In a 72yo non-smoking male progressive gait disturbance with recurrent falls since 2y was initially attributed to axonal polyneuropathy. Additionally, he had arterial hypertension, diabetes, hyperlipidemia, hyperuricemia, hyper-CK-emia, hepatopathy, atrial fibrillation, recurrent heart-failure, pulmonary hypertension, mitral insufficiency, and restrictive cardiomyopathy. Possible causes of polyneuropathy were diabetes, long-standing alcoholism, folate-deficiency, or hereditary disease. Later the patient was re-diagnosed as ALS despite absence of upper motor-neuron or bulbar signs, the presence of multiple risk factors for polyneuropathy, of stocking-type sensory disturbances, and of cardiac abnormalities, which could explain dyspnea.
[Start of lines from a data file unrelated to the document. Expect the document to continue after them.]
use anyhow::Result;
use axum::http::StatusCode;
use serde_json::json;

mod common;

#[tokio::test]
async fn empty_period_reports_zero_ratios() -> Result<()> {
    let t = common::setup().await?;
    let token = common::login_as(&t.app, &t.pool, "mgr@example.com", "manager").await?;

    let resp = common::send(&t.app, "GET", "/admin/analytics/dashboard", Some(&token)).await?;
    assert_eq!(resp.status(), StatusCode::OK);

    let stats = common::body_json(resp).await?;
    assert_eq!(stats["total_sessions"], 0);
    assert_eq!(stats["unique_visitors"], 0);
    assert_eq!(stats["bounce_rate"], 0.0);
    assert_eq!(stats["conversion_rate"], 0.0);
    assert!(stats["top_pages"].as_array().unwrap().is_empty());
    assert!(stats["daily"].as_array().unwrap().is_empty());

    Ok(())
}

#[tokio::test]
async fn dashboard_reflects_tracked_activity() -> Result<()> {
    let t = common::setup().await?;

    // Two sessions: one engaged and converting, one single-view bounce.
    let resp = common::send_json(
        &t.app,
        "POST",
        "/api/track/sessions",
        None,
        json!({"visitor_id": "vis_1", "source_site": "siteA"}),
    )
    .await?;
    let engaged = common::body_json(resp).await?["id"].as_str().unwrap().to_string();

    for path in ["/", "/pricing"] {
        common::send_json(
            &t.app,
            "POST",
            &format!("/api/track/sessions/{engaged}/pageviews"),
            None,
            json!({"path": path, "dwell_seconds": 30, "scroll_depth": 70}),
        )
        .await?;
    }
    common::send_json(
        &t.app,
        "POST",
        &format!("/api/track/sessions/{engaged}/events"),
        None,
        json!({"event_type": "cta_click"}),
    )
    .await?;
    common::send_json(
        &t.app,
        "POST",
        "/api/leads",
        None,
        json!({
            "name": "Ada",
            "email": "ada@example.com",
            "message": "Quote please for the pricing tier we discussed.",
            "source_site": "siteA",
            "session_id": engaged
        }),
    )
    .await?;

    let resp = common::send_json(
        &t.app,
        "POST",
        "/api/track/sessions",
        None,
        json!({"visitor_id": "vis_2", "source_site": "siteA"}),
    )
    .await?;
    let bouncer = common::body_json(resp).await?["id"].as_str().unwrap().to_string();
    common::send_json(
        &t.app,
        "POST",
        &format!("/api/track/sessions/{bouncer}/pageviews"),
        None,
        json!({"path": "/", "dwell_seconds": 5, "scroll_depth": 10}),
    )
    .await?;

    let token = common::login_as(&t.app, &t.pool, "mgr@example.com", "manager").await?;
    let resp = common::send(&t.app, "GET", "/admin/analytics/dashboard", Some(&token)).await?;
    let stats = common::body_json(resp).await?;

    assert_eq!(stats["total_sessions"], 2);
    assert_eq!(stats["unique_visitors"], 2);
    assert_eq!(stats["bounce_rate"], 0.5);
    assert_eq!(stats["conversion_rate"], 0.5);
    assert_eq!(stats["top_pages"][0]["path"], "/");
    assert_eq!(stats["top_pages"][0]["views"], 2);

    // Source-site filter excludes everything else.
    let resp = common::send(
        &t.app,
        "GET",
        "/admin/analytics/dashboard?source_site=siteB",
        Some(&token),
    )
    .await?;
    let stats = common::body_json(resp).await?;
    assert_eq!(stats["total_sessions"], 0);

    Ok(())
}

#[tokio::test]
async fn sessions_list_requires_view_analytics() -> Result<()> {
    let t = common::setup().await?;
    let editor = common::login_as(&t.app, &t.pool, "ed@example.com", "editor").await?;

    let resp = common::send(&t.app, "GET", "/admin/analytics/sessions", Some(&editor)).await?;
    assert_eq!(resp.status(), StatusCode::FORBIDDEN);

    Ok(())
}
Misdiagnosing polyneuropathy as ALS stigmatized the patient and prevented him from further diagnostic work-up for cardiac disease and adequate treatment for heart-failure. Though the diagnosis of ALS was withdrawn, he was put on comfort care and opiates were given when dyspnea acutely deteriorated to death without further cardiac or pulmonary investigations or specific cardiac treatment.

Conclusions:

ALS should be diagnosed only if the Awaji-shima criteria are fulfilled and if all differential diagnoses were profoundly excluded. Respiratory insufficiency should not be attributed to bulbar involvement in ALS as long as cardiac, pulmonary, or myopathic causes were excluded.

Keywords: Motor neuron disease, anterior horn cell disease, amyotrophic lateral sclerosis, mimicry, polyneuropathy, cardiomyopathy, cardiac involvement.